What was it about Mr. Lomax's work that initially intrigued you most as you began?
JS: I think I was drawn first to the incredible collection of music he had developed, and the influence it had on music, but later it was the sophistication and daring of his theorizing about music that was so fascinating to me.
How long did it take you to write the book?
JS: It took about eight years of part-time work to finish the book, and it turned out to much harder than I thought it would be. His work was enormous in scope and hard to grasp in words.
Looking back, as you were researching and writing the biography, what were some new aspects about Mr. Lomax's story and/ or work that was most surprising and/ or unexpected in discovery?
JS: Once I began tracing his life back, I found that he was far more famous and influential than anyone now is aware of, so much so that’s it’s difficult to communicate today how big he was then. His theories about the meaning and origins of music have such vast consequence, that he should be studied by anyone serious about music. Alas, he is too often understood through the hearsay of others, and only a few now read him.
What are your favorite works by Mr. Lomax?
JS: Folk Song Style and Culture, which represents his anthropological side, and The Land Where the Blues Began, which represents his folk side.
Are there recordings by Mr. Lomax that still maintain strong of an impact on you as when you first heard them for the first time?
JS: I still hear them as I always did, and some of them – such as some of the Spanish recordings or the prison work songs – still have the same shock value for me.
For newcomers to Mr. Lomax's work who are looking for a starting point to begin learning, what would you recommend as his "essential" works to begin listening to?
JS: The Alan Lomax Songbook CD is a good start. It contains many of the key songs and singers that determined what American music would be.

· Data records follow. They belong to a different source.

//! Deterministic, pure logic shared by the orchestrator.
//!
//! Core modules must be free of I/O side effects. They operate on in-memory
//! data structures and return deterministic outputs suitable for tests.

pub mod graph;
pub mod planner;
pub mod types;
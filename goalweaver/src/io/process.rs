//! Child processes with a timeout and bounded output, used by command tools.

use std::io::{ErrorKind, Read};
use std::process::{Command, ExitStatus, Stdio};
use std::thread;
use std::time::Duration;

use anyhow::{Context, Result, anyhow};
use tracing::{debug, instrument, warn};
use wait_timeout::ChildExt;

/// Captured child process output.
#[derive(Debug)]
pub struct CommandOutput {
    pub status: ExitStatus,
    pub stdout: Vec<u8>,
    pub stderr: Vec<u8>,
    pub timed_out: bool,
}

impl CommandOutput {
    /// Exit code, with 124 for a timeout and -1 for a signal.
    pub fn code(&self) -> i32 {
        if self.timed_out {
            return 124;
        }
        self.status.code().unwrap_or(-1)
    }

    pub fn stdout_lossy(&self) -> String {
        String::from_utf8_lossy(&self.stdout).into_owned()
    }

    pub fn stderr_lossy(&self) -> String {
        String::from_utf8_lossy(&self.stderr).into_owned()
    }
}

/// True when `err` comes from a program that could not be found.
pub fn is_not_found(err: &anyhow::Error) -> bool {
    err.root_cause()
        .downcast_ref::<std::io::Error>()
        .is_some_and(|io| io.kind() == ErrorKind::NotFound)
}

/// Run a command with a timeout, capturing stdout/stderr without risking pipe deadlocks.
///
/// Output is read on helper threads while the child runs. Bytes beyond
/// `output_limit_bytes` are drained and discarded.
#[instrument(skip_all, fields(timeout_secs = timeout.as_secs(), output_limit_bytes))]
pub fn run_command_with_timeout(
    mut cmd: Command,
    timeout: Duration,
    output_limit_bytes: usize,
) -> Result<CommandOutput> {
    cmd.stdin(Stdio::null())
        .stdout(Stdio::piped())
        .stderr(Stdio::piped());

    debug!("spawning child process");
    let mut child = cmd.spawn().context("spawn command")?;

    let stdout = child
        .stdout
        .take()
        .ok_or_else(|| anyhow!("stdout was not piped"))?;
    let stderr = child
        .stderr
        .take()
        .ok_or_else(|| anyhow!("stderr was not piped"))?;
    let stdout_handle = thread::spawn(move || read_stream_limited(stdout, output_limit_bytes));
    let stderr_handle = thread::spawn(move || read_stream_limited(stderr, output_limit_bytes));

    let mut timed_out = false;
    let status = match child.wait_timeout(timeout).context("wait for command")? {
        Some(status) => status,
        None => {
            warn!(timeout_secs = timeout.as_secs(), "command timed out, killing");
            timed_out = true;
            child.kill().context("kill command")?;
            child.wait().context("wait command after kill")?
        }
    };

    let stdout = join_output(stdout_handle).context("join stdout")?;
    let stderr = join_output(stderr_handle).context("join stderr")?;

    debug!(exit_code = ?status.code(), timed_out, "command finished");
    Ok(CommandOutput {
        status,
        stdout,
        stderr,
        timed_out,
    })
}

fn join_output(handle: thread::JoinHandle<Result<Vec<u8>>>) -> Result<Vec<u8>> {
    match handle.join() {
        Ok(result) => result,
        Err(_) => Err(anyhow!("output reader thread panicked")),
    }
}

fn read_stream_limited<R: Read>(mut reader: R, limit: usize) -> Result<Vec<u8>> {
    let mut buf = Vec::new();
    let mut truncated = 0usize;
    let mut chunk = [0u8; 8192];

    loop {
        let n = reader.read(&mut chunk).context("read output")?;
        if n == 0 {
            break;
        }
        let remaining = limit.saturating_sub(buf.len());
        let keep = n.min(remaining);
        buf.extend_from_slice(&chunk[..keep]);
        truncated += n - keep;
    }
    if truncated > 0 {
        warn!(truncated, "output truncated");
    }

    Ok(buf)
}
//! I/O helpers: configuration, the persisted state file, child processes.

pub mod config;
pub mod process;
pub mod state_store;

What would you say has been Mr. Lomax's biggest contributions, and how would you say these works continue to influence on artists, listeners, and the overall accessibility of music?
JS: His biggest influence in the early days was in revealing the range of music that Americans make. Now, he is seen as American music’s greatest collector and archivist.
What connections do you make between Alan Lomax's recording and collecting of songs, with the accessibility to music that now exists online?
JS: In a sense, Lomax saw the Internet coming. By the 70s he was working with computers, and by the 80s he was working on The Global Jukebox, a sort of portable museum that would make the entire world’s music and dance available for digital searching. At the time it had the largest database in the world, and Apple and other companies were inspired by it to develop their own large-scale databases and search mechanisms.
How do you see this unfolding further as we begin looking forward?
JS: The Internet has the potential to be the perfect means for communicating the world’s musical treasures. At this point, however, sonic limitations, and sloppy, clunky and poorly documented presentations have created a situation in which people have now heard more music than at any time in history, but at the same time seem to know less about what they’re hearing.